DAL CITY AL PSG ALLLA...LAUREA IN CHIRURGIA! - Ma stare ferma non le si addice, sotto nessun punto di vista: dopo le esperienze calcistiche in Danimarca, negli Usa, tra New Jersey e Portland, e in Inghilterra, a Manchester sponda City, ora è a Parigi dove, prima del blocco dovuto al coronavirus, ha aiutato il PSG a raggiungere i quarti di finale di Champions League, in programma contro l'Arsenal. Ma non basta. La Nadim parla fluentemente sette lingue ed è a solo semestre dalla laurea in medicina, con specializzazione in chirurgia ricostruttiva. Un'impresa, per un'atleta professionista: "Non credo che molte persone possano dire di aver vissuto tutto questo durante la loro intera vita. Non voglio sembrare arrogante, ma penso di avere più intuito della maggior parte della gente, quando si tratta di altri esseri umani, cultura, religione, lingua. Questo è stato costruito dentro di me da mondi diversi", le sue parole al quotidiano inglese Guardian.

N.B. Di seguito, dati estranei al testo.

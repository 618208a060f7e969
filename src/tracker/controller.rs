use std::time::Duration;

use tokio::sync::{mpsc, oneshot};

use crate::antenna::{Antenna, Direction};
use crate::clock::Clock;
use crate::predict::{Ephemeris, LookAngle, Observation};
use crate::tracker::correction::{AngularError, Correction, Visibility};
use crate::tracker::report::{CorrectionStep, CycleOutcome, CycleReport};
use crate::tracker::types::TrackerSettings;

/// Keeps one antenna pointed at one satellite.
///
/// Each cycle asks the ephemeris where the satellite is. When it is below the horizon, or
/// the elevation is not physically meaningful, the controller waits one cycle period.
/// Otherwise it runs `correction_steps` sub-iterations, each reading the rotor and sending
/// at most one step per axis, before recomputing the target.
pub struct TrackingController<E, A, C> {
    ephemeris: E,
    antenna: A,
    clock: C,
    settings: TrackerSettings,
    reports: Option<mpsc::UnboundedSender<CycleReport>>,
}

impl<E: Ephemeris, A: Antenna, C: Clock> TrackingController<E, A, C> {
    pub fn new(ephemeris: E, antenna: A, clock: C, settings: TrackerSettings) -> Self {
        Self {
            ephemeris,
            antenna,
            clock,
            settings,
            reports: None,
        }
    }

    /// Publishes every cycle report on `tx`.
    pub fn with_reports(mut self, tx: mpsc::UnboundedSender<CycleReport>) -> Self {
        self.reports = Some(tx);
        self
    }

    /// Runs cycles until `stop_rx` fires or its sender is dropped.
    pub async fn run(&mut self, mut stop_rx: oneshot::Receiver<()>) {
        log::info!(
            "Tracking started (cycle {:?}, {} steps every {:?}, precision {}°)",
            self.settings.cycle_period,
            self.settings.correction_steps,
            self.settings.step_interval,
            self.settings.precision_deg
        );

        loop {
            let report = self.cycle(&mut stop_rx).await;
            let stopped = matches!(report.outcome, CycleOutcome::Stopped);
            log::debug!("Cycle done, {} nudges issued", report.outcome.nudges());
            if let Some(tx) = &self.reports {
                let _ = tx.send(report);
            }
            if stopped {
                break;
            }
        }

        log::info!("Tracking stopped");
    }

    pub async fn cycle(&mut self, stop_rx: &mut oneshot::Receiver<()>) -> CycleReport {
        let now = self.clock.now();

        let outcome = match self.ephemeris.observe(now) {
            Err(e) => {
                log::warn!("No position for {}: {}", now, e);
                let outcome = CycleOutcome::PropagationFailed {
                    message: e.to_string(),
                };
                self.idle(stop_rx, outcome).await
            }
            Ok(observation) => {
                log_observation(&observation);
                let target = observation.look;
                match Visibility::classify(target.elevation_deg) {
                    Visibility::BelowHorizon => {
                        log::info!("Satellite is below horizon");
                        self.idle(stop_rx, CycleOutcome::BelowHorizon { target })
                            .await
                    }
                    Visibility::AboveZenith => {
                        log::warn!(
                            "Satellite elevation {:.2}° is over +90°, ignoring",
                            target.elevation_deg
                        );
                        self.idle(stop_rx, CycleOutcome::ElevationAnomaly { target })
                            .await
                    }
                    Visibility::Visible => self.correct(&observation, stop_rx).await,
                }
            }
        };

        CycleReport {
            timestamp: now,
            outcome,
        }
    }

    async fn idle(
        &self,
        stop_rx: &mut oneshot::Receiver<()>,
        outcome: CycleOutcome,
    ) -> CycleOutcome {
        if sleep_or_stop(self.settings.cycle_period, stop_rx).await {
            CycleOutcome::Stopped
        } else {
            outcome
        }
    }

    async fn correct(
        &mut self,
        observation: &Observation,
        stop_rx: &mut oneshot::Receiver<()>,
    ) -> CycleOutcome {
        let target = observation.look;
        let mut steps = Vec::with_capacity(self.settings.correction_steps as usize);

        for _ in 0..self.settings.correction_steps {
            if stop_requested(stop_rx) {
                return CycleOutcome::Stopped;
            }
            steps.push(self.correction_step(target));
            if sleep_or_stop(self.settings.step_interval, stop_rx).await {
                return CycleOutcome::Stopped;
            }
        }

        CycleOutcome::Tracking {
            target,
            ground: observation.ground,
            steps,
        }
    }

    fn correction_step(&mut self, target: LookAngle) -> CorrectionStep {
        let Some(actual) = self.antenna.read_orientation() else {
            log::debug!("Antenna orientation unavailable, skipping correction");
            return CorrectionStep::unavailable();
        };
        log::debug!(
            "Antenna az {:.2}, el {:.2}",
            actual.azimuth_deg,
            actual.elevation_deg
        );

        // The rotor's end stops live in its magnetic frame, so compare there.
        let target = target.to_magnetic(self.settings.magnetic_declination_deg);
        let error = AngularError::between(actual, target);
        let correction = Correction::for_error(error, self.settings.precision_deg);
        let issued: Vec<Direction> = correction.directions().collect();
        for &direction in &issued {
            self.antenna.nudge(direction);
        }

        if !correction.is_empty() {
            log::info!(
                "Correcting {:?} (error az {:+.2}°, el {:+.2}°)",
                issued,
                error.azimuth_deg,
                error.elevation_deg
            );
        }

        CorrectionStep {
            actual: Some(actual),
            error: Some(error),
            issued,
        }
    }
}

fn log_observation(observation: &Observation) {
    log::info!(
        "Satellite az {:.2}°, el {:.2}°, range {:.1} km, sub-point {:.4}°, {:.4}° at {:.1} km",
        observation.look.azimuth_deg,
        observation.look.elevation_deg,
        observation.range_km,
        observation.ground.latitude_deg,
        observation.ground.longitude_deg,
        observation.ground.altitude_km
    );
}

/// Returns true when the stop signal fired before the sleep elapsed.
async fn sleep_or_stop(duration: Duration, stop_rx: &mut oneshot::Receiver<()>) -> bool {
    tokio::select! {
        _ = tokio::time::sleep(duration) => false,
        _ = &mut *stop_rx => true,
    }
}

fn stop_requested(stop_rx: &mut oneshot::Receiver<()>) -> bool {
    !matches!(
        stop_rx.try_recv(),
        Err(oneshot::error::TryRecvError::Empty)
    )
}
use serde::Serialize;
use strum_macros::Display;

/// One discrete rotor step.
#[derive(Debug, Clone, Copy, PartialEq, Eq, Hash, Display, Serialize)]
#[strum(serialize_all = "snake_case")]
#[serde(rename_all = "snake_case")]
pub enum Direction {
    Up,
    Down,
    Left,
    Right,
}

impl Direction {
    /// Single-byte command understood by the rotor controller.
    pub fn command_byte(self) -> u8 {
        match self {
            Direction::Up => b'u',
            Direction::Down => b'd',
            Direction::Left => b'l',
            Direction::Right => b'r',
        }
    }
}

/// Orientation as reported by the rotor's own sensors, in degrees.
#[derive(Debug, Clone, Copy, PartialEq, Serialize)]
pub struct AntennaOrientation {
    pub azimuth_deg: f64,
    pub elevation_deg: f64,
}

impl AntennaOrientation {
    pub fn new(azimuth_deg: f64, elevation_deg: f64) -> Self {
        Self {
            azimuth_deg,
            elevation_deg,
        }
    }
}
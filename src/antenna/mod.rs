mod error;
mod fixed;
mod serial;
mod simulated;
mod types;

pub use error::AntennaError;
pub use fixed::FixedAntenna;
pub use serial::SerialAntenna;
pub use simulated::SimulatedAntenna;
pub use types::{AntennaOrientation, Direction};

/// The rotor as seen by the tracking loop: a position sensor and a stepper.
pub trait Antenna {
    /// Current orientation, or `None` when the sensor could not be read.
    fn read_orientation(&mut self) -> Option<AntennaOrientation>;

    /// Fire-and-forget single step; completion is never acknowledged.
    fn nudge(&mut self, direction: Direction);
}

impl<A: Antenna + ?Sized> Antenna for Box<A> {
    fn read_orientation(&mut self) -> Option<AntennaOrientation> {
        (**self).read_orientation()
    }

    fn nudge(&mut self, direction: Direction) {
        (**self).nudge(direction)
    }
}
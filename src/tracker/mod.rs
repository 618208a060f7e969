mod controller;
mod correction;
mod report;
mod types;

pub use controller::TrackingController;
pub use correction::Visibility;
pub use types::{
    TrackerSettings, DEFAULT_CORRECTION_STEPS, DEFAULT_CYCLE_PERIOD, DEFAULT_STEP_INTERVAL,
    PRECISION_DEG,
};
use chrono::{DateTime, Utc};
use serde::{Deserialize, Deserializer};
use std::path::{Path, PathBuf};
use std::time::Duration;
use thiserror::Error;

use crate::antenna::{
    Antenna, AntennaError, AntennaOrientation, FixedAntenna, SerialAntenna, SimulatedAntenna,
};
use crate::clock::{Clock, FixedClock, SystemClock};
use crate::predict::{GroundStation, PredictError, Tle, TleError};
use crate::tracker::{
    TrackerSettings, DEFAULT_CORRECTION_STEPS, DEFAULT_CYCLE_PERIOD, DEFAULT_STEP_INTERVAL,
    PRECISION_DEG,
};

#[derive(Debug, Error)]
pub enum ConfigError {
    #[error("IO error: {0}")]
    Io(#[from] std::io::Error),
    #[error("YAML parse error: {0}")]
    Yaml(#[from] serde_yaml::Error),
    #[error("invalid station coordinates: {0:?}")]
    Coordinates(String),
    #[error("satellite needs exactly one of `tle` or `tle_file`")]
    TleSource,
    #[error("cannot read {}: {source}", .path.display())]
    TleFile {
        path: PathBuf,
        source: std::io::Error,
    },
    #[error("invalid tle: {0}")]
    Tle(#[from] TleError),
    #[error("{0}")]
    Predict(#[from] PredictError),
    #[error("invalid tracker settings: {0}")]
    Tracker(String),
    #[error("{0}")]
    Antenna(#[from] AntennaError),
}

#[derive(Debug, Clone, Deserialize)]
pub struct Config {
    pub station: StationConfig,
    pub satellite: SatelliteConfig,
    #[serde(default)]
    pub tracker: TrackerConfig,
    pub antenna: AntennaConfig,
    #[serde(default)]
    pub clock: ClockConfig,
}

#[derive(Debug, Clone, Deserialize)]
pub struct StationConfig {
    pub name: Option<String>,
    pub coordinates: String,
    #[serde(default)]
    pub altitude_m: f64,
    /// East positive. Converts the rotor's magnetic heading to true azimuth.
    #[serde(default)]
    pub magnetic_declination_deg: f64,
}

#[derive(Debug, Clone, Deserialize)]
pub struct SatelliteConfig {
    pub tle: Option<String>,
    pub tle_file: Option<PathBuf>,
}

#[derive(Debug, Clone, Deserialize)]
pub struct TrackerConfig {
    #[serde(
        default = "default_cycle_period",
        deserialize_with = "deserialize_duration"
    )]
    pub cycle_period: Duration,
    #[serde(default = "default_correction_steps")]
    pub correction_steps: u32,
    #[serde(
        default = "default_step_interval",
        deserialize_with = "deserialize_duration"
    )]
    pub step_interval: Duration,
    #[serde(default = "default_precision_deg")]
    pub precision_deg: f64,
}

impl Default for TrackerConfig {
    fn default() -> Self {
        Self {
            cycle_period: default_cycle_period(),
            correction_steps: default_correction_steps(),
            step_interval: default_step_interval(),
            precision_deg: default_precision_deg(),
        }
    }
}

fn default_cycle_period() -> Duration {
    DEFAULT_CYCLE_PERIOD
}

fn default_correction_steps() -> u32 {
    DEFAULT_CORRECTION_STEPS
}

fn default_step_interval() -> Duration {
    DEFAULT_STEP_INTERVAL
}

fn default_precision_deg() -> f64 {
    PRECISION_DEG
}

#[derive(Debug, Clone, PartialEq, Deserialize)]
#[serde(tag = "kind", rename_all = "snake_case")]
pub enum AntennaConfig {
    /// Always reports the same orientation; nudges are only logged.
    Fixed {
        azimuth_deg: f64,
        elevation_deg: f64,
    },
    Simulated {
        azimuth_deg: f64,
        elevation_deg: f64,
        #[serde(default = "default_step_deg")]
        step_deg: f64,
    },
    Serial {
        port: String,
        #[serde(default = "default_baud_rate")]
        baud_rate: u32,
        #[serde(
            default = "default_serial_timeout",
            deserialize_with = "deserialize_duration"
        )]
        timeout: Duration,
    },
}

fn default_step_deg() -> f64 {
    0.5
}

fn default_baud_rate() -> u32 {
    9600
}

fn default_serial_timeout() -> Duration {
    Duration::from_millis(500)
}

impl AntennaConfig {
    pub fn open(&self) -> Result<Box<dyn Antenna>, AntennaError> {
        let antenna: Box<dyn Antenna> = match self {
            AntennaConfig::Fixed {
                azimuth_deg,
                elevation_deg,
            } => Box::new(FixedAntenna::new(AntennaOrientation::new(
                *azimuth_deg,
                *elevation_deg,
            ))),
            AntennaConfig::Simulated {
                azimuth_deg,
                elevation_deg,
                step_deg,
            } => Box::new(SimulatedAntenna::new(
                AntennaOrientation::new(*azimuth_deg, *elevation_deg),
                *step_deg,
            )),
            AntennaConfig::Serial {
                port,
                baud_rate,
                timeout,
            } => Box::new(SerialAntenna::open(port, *baud_rate, *timeout)?),
        };
        Ok(antenna)
    }
}

#[derive(Debug, Clone, Default, Deserialize)]
pub struct ClockConfig {
    /// Freezes time, for replaying a known pass.
    pub fixed: Option<DateTime<Utc>>,
}

impl ClockConfig {
    pub fn build(&self) -> Box<dyn Clock> {
        match self.fixed {
            Some(at) => Box::new(FixedClock(at)),
            None => Box::new(SystemClock),
        }
    }
}

impl Config {
    pub fn from_file(path: &Path) -> Result<Self, ConfigError> {
        let content = std::fs::read_to_string(path)?;
        Self::parse(&content)
    }

    pub fn parse(yaml: &str) -> Result<Self, ConfigError> {
        let config: Config = serde_yaml::from_str(yaml)?;
        Ok(config)
    }

    pub fn ground_station(&self) -> Result<GroundStation, ConfigError> {
        GroundStation::from_coordinates(&self.station.coordinates, Some(self.station.altitude_m))
            .ok_or_else(|| ConfigError::Coordinates(self.station.coordinates.clone()))
    }

    pub fn load_tle(&self) -> Result<Tle, ConfigError> {
        let text = match (&self.satellite.tle, &self.satellite.tle_file) {
            (Some(text), None) => text.clone(),
            (None, Some(path)) => {
                std::fs::read_to_string(path).map_err(|source| ConfigError::TleFile {
                    path: path.clone(),
                    source,
                })?
            }
            _ => return Err(ConfigError::TleSource),
        };
        Ok(Tle::parse(&text)?)
    }

    pub fn tracker_settings(&self) -> Result<TrackerSettings, ConfigError> {
        let t = &self.tracker;
        if t.correction_steps == 0 {
            return Err(ConfigError::Tracker(
                "correction_steps must be at least 1".into(),
            ));
        }
        if t.cycle_period.is_zero() || t.step_interval.is_zero() {
            return Err(ConfigError::Tracker(
                "cycle_period and step_interval must be non-zero".into(),
            ));
        }
        if !t.precision_deg.is_finite() || t.precision_deg <= 0.0 {
            return Err(ConfigError::Tracker(format!(
                "precision_deg must be positive, got {}",
                t.precision_deg
            )));
        }
        if !self.station.magnetic_declination_deg.is_finite() {
            return Err(ConfigError::Tracker(
                "magnetic_declination_deg must be finite".into(),
            ));
        }

        Ok(TrackerSettings {
            cycle_period: t.cycle_period,
            correction_steps: t.correction_steps,
            step_interval: t.step_interval,
            precision_deg: t.precision_deg,
            magnetic_declination_deg: self.station.magnetic_declination_deg,
        })
    }
}

fn deserialize_duration<'de, D>(deserializer: D) -> Result<Duration, D::Error>
where
    D: Deserializer<'de>,
{
    let s = String::deserialize(deserializer)?;
    humantime::parse_duration(s.trim()).map_err(serde::de::Error::custom)
}
// WGS-84 constants
pub const EARTH_EQUATORIAL_RADIUS_KM: f64 = 6378.137;
pub const EARTH_ECCENTRICITY_SQ: f64 = 0.00669437999014;

/// Fixed observer the antenna is mounted at.
#[derive(Debug, Clone, Copy, PartialEq)]
pub struct GroundStation {
    pub latitude_deg: f64,
    pub longitude_deg: f64,
    pub altitude_m: f64,
}

impl Default for GroundStation {
    fn default() -> Self {
        Self {
            latitude_deg: 0.0,
            longitude_deg: 0.0,
            altitude_m: 0.0,
        }
    }
}

impl GroundStation {
    pub fn new(latitude_deg: f64, longitude_deg: f64, altitude_m: f64) -> Self {
        Self {
            latitude_deg,
            longitude_deg,
            altitude_m,
        }
    }

    /// Parses `"lat, lon"` in decimal degrees.
    pub fn from_coordinates(coordinates: &str, altitude_m: Option<f64>) -> Option<Self> {
        let parts: Vec<_> = coordinates.split(',').map(|s| s.trim()).collect();
        if parts.len() != 2 {
            return None;
        }
        let lat: f64 = parts[0].parse().ok()?;
        let lon: f64 = parts[1].parse().ok()?;
        if !(-90.0..=90.0).contains(&lat) || !(-180.0..=180.0).contains(&lon) {
            return None;
        }
        Some(Self::new(lat, lon, altitude_m.unwrap_or(0.0)))
    }

    pub fn lat_rad(&self) -> f64 {
        self.latitude_deg.to_radians()
    }

    pub fn lon_rad(&self) -> f64 {
        self.longitude_deg.to_radians()
    }

    pub fn position_ecef_km(&self) -> [f64; 3] {
        let lat = self.lat_rad();
        let lon = self.lon_rad();
        let sin_lat = lat.sin();
        let cos_lat = lat.cos();
        let sin_lon = lon.sin();
        let cos_lon = lon.cos();
        let n = EARTH_EQUATORIAL_RADIUS_KM
            / (1.0 - EARTH_ECCENTRICITY_SQ * sin_lat * sin_lat).sqrt();
        let alt_km = self.altitude_m / 1000.0;
        let x = (n + alt_km) * cos_lat * cos_lon;
        let y = (n + alt_km) * cos_lat * sin_lon;
        let z = (n * (1.0 - EARTH_ECCENTRICITY_SQ) + alt_km) * sin_lat;
        [x, y, z]
    }
}

#[cfg(test)]
mod tests {
    use super::*;

    #[test]
    fn parses_coordinate_pair() {
        let station =
            GroundStation::from_coordinates("61.1029709, 26.1691147", Some(100.0)).unwrap();
        assert_eq!(station.latitude_deg, 61.1029709);
        assert_eq!(station.longitude_deg, 26.1691147);
        assert_eq!(station.altitude_m, 100.0);
    }

    #[test]
    fn rejects_bad_coordinates() {
        assert!(GroundStation::from_coordinates("61.1", None).is_none());
        assert!(GroundStation::from_coordinates("north, east", None).is_none());
        assert!(GroundStation::from_coordinates("91.0, 10.0", None).is_none());
        assert!(GroundStation::from_coordinates("1.0, 2.0, 3.0", None).is_none());
    }

    #[test]
    fn equator_station_sits_on_x_axis() {
        let ecef = GroundStation::default().position_ecef_km();
        assert!((ecef[0] - EARTH_EQUATORIAL_RADIUS_KM).abs() < 1e-9);
        assert!(ecef[1].abs() < 1e-9);
        assert!(ecef[2].abs() < 1e-9);
    }
}
use chrono::{DateTime, Utc};
use serde::Serialize;

use crate::predict::transforms::normalize_azimuth;

/// Direction from the observer to the satellite, in degrees.
#[derive(Debug, Clone, Copy, PartialEq, Serialize)]
pub struct LookAngle {
    pub azimuth_deg: f64,
    pub elevation_deg: f64,
}

impl LookAngle {
    pub fn new(azimuth_deg: f64, elevation_deg: f64) -> Self {
        Self {
            azimuth_deg,
            elevation_deg,
        }
    }

    /// The same direction as a magnetic heading (declination east positive).
    pub fn to_magnetic(self, declination_deg: f64) -> Self {
        Self {
            azimuth_deg: normalize_azimuth(self.azimuth_deg - declination_deg),
            ..self
        }
    }
}

/// Sub-satellite point.
#[derive(Debug, Clone, Copy, PartialEq, Serialize)]
pub struct GroundPosition {
    pub latitude_deg: f64,
    pub longitude_deg: f64,
    pub altitude_km: f64,
}

#[derive(Debug, Clone, Copy, PartialEq, Serialize)]
pub struct Observation {
    pub timestamp: DateTime<Utc>,
    pub look: LookAngle,
    pub ground: GroundPosition,
    pub range_km: f64,
}

#[cfg(test)]
mod tests {
    use super::*;

    #[test]
    fn magnetic_heading_wraps_past_north() {
        let just_east = LookAngle::new(5.0, 12.0).to_magnetic(9.0);
        assert!((just_east.azimuth_deg - 356.0).abs() < 1e-9);
        assert_eq!(just_east.elevation_deg, 12.0);

        let west = LookAngle::new(358.0, 12.0).to_magnetic(-5.0);
        assert!((west.azimuth_deg - 3.0).abs() < 1e-9);
    }
}
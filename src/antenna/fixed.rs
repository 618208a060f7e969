use crate::antenna::{Antenna, AntennaOrientation, Direction};

/// Bench stand-in for a rotor: always reports the same orientation and only logs the
/// steps it is asked to make.
#[derive(Debug, Clone)]
pub struct FixedAntenna {
    orientation: AntennaOrientation,
}

impl FixedAntenna {
    pub fn new(orientation: AntennaOrientation) -> Self {
        Self { orientation }
    }
}

impl Antenna for FixedAntenna {
    fn read_orientation(&mut self) -> Option<AntennaOrientation> {
        Some(self.orientation)
    }

    fn nudge(&mut self, direction: Direction) {
        log::info!("Movement: {}", direction);
    }
}
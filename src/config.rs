use std::fs;
use std::path::{Path, PathBuf};

use serde::{Deserialize, Serialize};
use tracing::debug;

use crate::error::{Error, Result};

/// Conversion settings, read from `settings.json`
#[derive(Debug, Clone, PartialEq, Serialize, Deserialize)]
pub struct Settings {
    /// jj executable name or path
    #[serde(default = "default_jj_program")]
    pub jj_program: String,
    /// Config table holding the color scheme
    #[serde(default = "default_namespace")]
    pub namespace: String,
    /// Repository to run jj in, so repo-level overrides apply
    #[serde(default, skip_serializing_if = "Option::is_none")]
    pub repo: Option<PathBuf>,
    /// Output directory, relative to the working directory unless absolute
    #[serde(default = "default_output_dir")]
    pub output_dir: PathBuf,
    #[serde(default = "default_colors_file")]
    pub colors_file: String,
    #[serde(default = "default_rules_file")]
    pub rules_file: String,
}

fn default_jj_program() -> String {
    "jj".to_string()
}

fn default_namespace() -> String {
    "colors".to_string()
}

fn default_output_dir() -> PathBuf {
    PathBuf::from("out")
}

fn default_colors_file() -> String {
    "colors.json".to_string()
}

fn default_rules_file() -> String {
    "semantic_token_rules.json".to_string()
}

impl Default for Settings {
    fn default() -> Self {
        Self {
            jj_program: default_jj_program(),
            namespace: default_namespace(),
            repo: None,
            output_dir: default_output_dir(),
            colors_file: default_colors_file(),
            rules_file: default_rules_file(),
        }
    }
}

/// Values given on the command line; each one wins over the settings file.
#[derive(Debug, Clone, Default)]
pub struct Overrides {
    pub jj_program: Option<String>,
    pub namespace: Option<String>,
    pub repo: Option<PathBuf>,
    pub output_dir: Option<PathBuf>,
}

impl Settings {
    /// Returns the config directory path (~/.config/jjcolors on Linux)
    pub fn config_dir() -> Option<PathBuf> {
        dirs::config_dir().map(|d| d.join("jjcolors"))
    }

    /// Returns the default settings file path
    pub fn config_path() -> Option<PathBuf> {
        Self::config_dir().map(|d| d.join("settings.json"))
    }

    /// Loads settings from an explicit file, which must exist and parse.
    pub fn load_from(path: &Path) -> Result<Self> {
        let content = fs::read_to_string(path).map_err(|source| Error::SettingsRead {
            path: path.to_path_buf(),
            source,
        })?;
        let settings = serde_json::from_str(&content).map_err(|source| Error::SettingsParse {
            path: path.to_path_buf(),
            source,
        })?;
        debug!(path = %path.display(), "loaded settings");
        Ok(settings)
    }

    /// Loads `explicit` if given, else the default settings file if it exists,
    /// else built-in defaults.
    pub fn load(explicit: Option<&Path>) -> Result<Self> {
        if let Some(path) = explicit {
            return Self::load_from(path);
        }
        match Self::config_path() {
            Some(path) if path.exists() => Self::load_from(&path),
            _ => Ok(Self::default()),
        }
    }

    pub fn apply(mut self, overrides: Overrides) -> Self {
        if let Some(program) = overrides.jj_program {
            self.jj_program = program;
        }
        if let Some(namespace) = overrides.namespace {
            self.namespace = namespace;
        }
        if let Some(repo) = overrides.repo {
            self.repo = Some(repo);
        }
        if let Some(dir) = overrides.output_dir {
            self.output_dir = dir;
        }
        self
    }
}

#[cfg(test)]
mod tests {
    use super::*;

    #[test]
    fn test_default_settings() {
        let settings = Settings::default();
        assert_eq!(settings.jj_program, "jj");
        assert_eq!(settings.namespace, "colors");
        assert_eq!(settings.output_dir, PathBuf::from("out"));
        assert_eq!(settings.colors_file, "colors.json");
        assert_eq!(settings.rules_file, "semantic_token_rules.json");
        assert_eq!(settings.repo, None);
    }

    #[test]
    fn test_parse_partial_json() {
        let json = r#"{"output_dir":"/tmp/theme"}"#;
        let settings: Settings = serde_json::from_str(json).unwrap();
        assert_eq!(settings.output_dir, PathBuf::from("/tmp/theme"));
        assert_eq!(settings.jj_program, "jj");
    }

    #[test]
    fn test_load_from_file() {
        let dir = tempfile::tempdir().unwrap();
        let path = dir.path().join("settings.json");
        fs::write(&path, r#"{"jj_program":"/opt/jj","rules_file":"rules.json"}"#).unwrap();

        let settings = Settings::load(Some(path.as_path())).unwrap();
        assert_eq!(settings.jj_program, "/opt/jj");
        assert_eq!(settings.rules_file, "rules.json");
        assert_eq!(settings.colors_file, "colors.json");
    }

    #[test]
    fn test_load_missing_explicit_file_fails() {
        let dir = tempfile::tempdir().unwrap();
        let err = Settings::load(Some(dir.path().join("nope.json").as_path())).unwrap_err();
        assert!(matches!(err, Error::SettingsRead { .. }));
    }

    #[test]
    fn test_load_invalid_json_fails() {
        let dir = tempfile::tempdir().unwrap();
        let path = dir.path().join("settings.json");
        fs::write(&path, "{ not json").unwrap();
        let err = Settings::load_from(&path).unwrap_err();
        assert!(matches!(err, Error::SettingsParse { .. }));
        assert_eq!(err.category(), "config");
    }

    #[test]
    fn test_overrides_win() {
        let settings = Settings::default().apply(Overrides {
            jj_program: Some("jj-dev".to_string()),
            namespace: None,
            repo: Some(PathBuf::from("/src/repo")),
            output_dir: Some(PathBuf::from("theme")),
        });
        assert_eq!(settings.jj_program, "jj-dev");
        assert_eq!(settings.namespace, "colors");
        assert_eq!(settings.repo, Some(PathBuf::from("/src/repo")));
        assert_eq!(settings.output_dir, PathBuf::from("theme"));
    }
}
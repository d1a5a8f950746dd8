use std::path::PathBuf;

use thiserror::Error;

pub type Result<T> = std::result::Result<T, Error>;

#[derive(Debug, Error)]
pub enum Error {
    #[error("Failed to start {program}: {source}")]
    Spawn {
        program: String,
        #[source]
        source: std::io::Error,
    },

    #[error("{program} exited with {status}: {stderr}")]
    CommandFailed {
        program: String,
        status: String,
        stderr: String,
    },

    #[error("Invalid JSON on line {line_number} of jj output ({source}): {line}")]
    InvalidEntry {
        line_number: usize,
        line: String,
        #[source]
        source: serde_json::Error,
    },

    #[error("{program} printed invalid UTF-8: {source}")]
    InvalidUtf8 {
        program: String,
        #[source]
        source: std::string::FromUtf8Error,
    },

    #[error("Unexpected config key shape: {name}")]
    SchemeShape { name: String },

    #[error("Unknown color: {0}")]
    UnknownColor(String),

    #[error("Unknown ansi color index: {0}")]
    AnsiIndex(String),

    #[error("Color value for {name} is not a string: {value}")]
    NonStringColor { name: String, value: String },

    #[error("Failed to write {}: {source}", path.display())]
    Write {
        path: PathBuf,
        #[source]
        source: std::io::Error,
    },

    #[error("Failed to serialize {what}: {source}")]
    Serialize {
        what: &'static str,
        #[source]
        source: serde_json::Error,
    },

    #[error("Failed to read settings file {}: {source}", path.display())]
    SettingsRead {
        path: PathBuf,
        #[source]
        source: std::io::Error,
    },

    #[error("Invalid JSON in settings file {}: {source}", path.display())]
    SettingsParse {
        path: PathBuf,
        #[source]
        source: serde_json::Error,
    },
}

impl Error {
    /// Which stage of the conversion the error came from.
    pub fn category(&self) -> &'static str {
        match self {
            Error::Spawn { .. }
            | Error::CommandFailed { .. }
            | Error::InvalidUtf8 { .. }
            | Error::InvalidEntry { .. } => "collection",
            Error::SchemeShape { .. } => "scheme shape",
            Error::UnknownColor(_) | Error::AnsiIndex(_) | Error::NonStringColor { .. } => {
                "color format"
            }
            Error::Write { .. } | Error::Serialize { .. } => "write",
            Error::SettingsRead { .. } | Error::SettingsParse { .. } => "config",
        }
    }
}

DA RIFUGIATA A MEDICO. SUL LOCKDOWN: 'PUOI PENSARE CHE LA VITA FACCIA SCHIFO...' - Pronta per fare la differenza anche lontano da un campo da calcio, con camice, mascherina e strumenti da chirurgo: quando la sua carriera nel mondo del pallone finirà, ne inizierà un'altra, più difficile e faticosa, con maggiori responsabilità. Per salvare una vita e regalarsi ancor più emozioni di quando si realizza un gol al 90' nella propria squadra del cuore, per ricostruire una faccia o un arto dopo un incidente d'auto o un bombardamento. Il calcio le ha cambiato la vita, trasformandola da rifugiata a personalità più importante di Danimarca, nel 2017. Il calcio le ha aperto il mondo e tuttavia, come tutti noi, ora è "in prigione", un termine che la fa sorridere visto quanto ha passato: "Prima di questa pandemia, quando le persone in Occidente vedevano notizie su altri paesi in guerra o in miseria, sembravano alieni. A nessuno importava davvero, ma ora tutti si sentono colpiti. Spero che questo porti alla compassione e all'empatia che si stavano perdendo nel nostro mondo"
LA LEZIONE DI NADIA - Ma le parole più toccanti arrivano alla fine e sono da tenere a mente, soprattutto da parte coloro che non hanno affrontato gli ultimi due mesi di lockdown con il corretto spirito e li hanno utilizzati in maniera negativa, nevrotica, ansiogena: "In questo momento puoi lamentarti di essere a casa e pensare: "La mia vita fa schifo." Ma puoi anche essere grato di vivere in una società in cui puoi stare a casa e avere ancora cibo e un tetto sulla testa". Il destino è ancora nelle nostre mani, da qualunque punto di vista lo si guardi: avremo ancora speranze, avremo ancora sogni. Non si sa quando torneremo alla normalità, ma nel frattempo bisogna vivere: per avere un futuro migliore, per realizzare un domani che ci renda orgogliosi di come abbiamo affrontato l'oggi. Per non dimenticare la lezione di Nadia.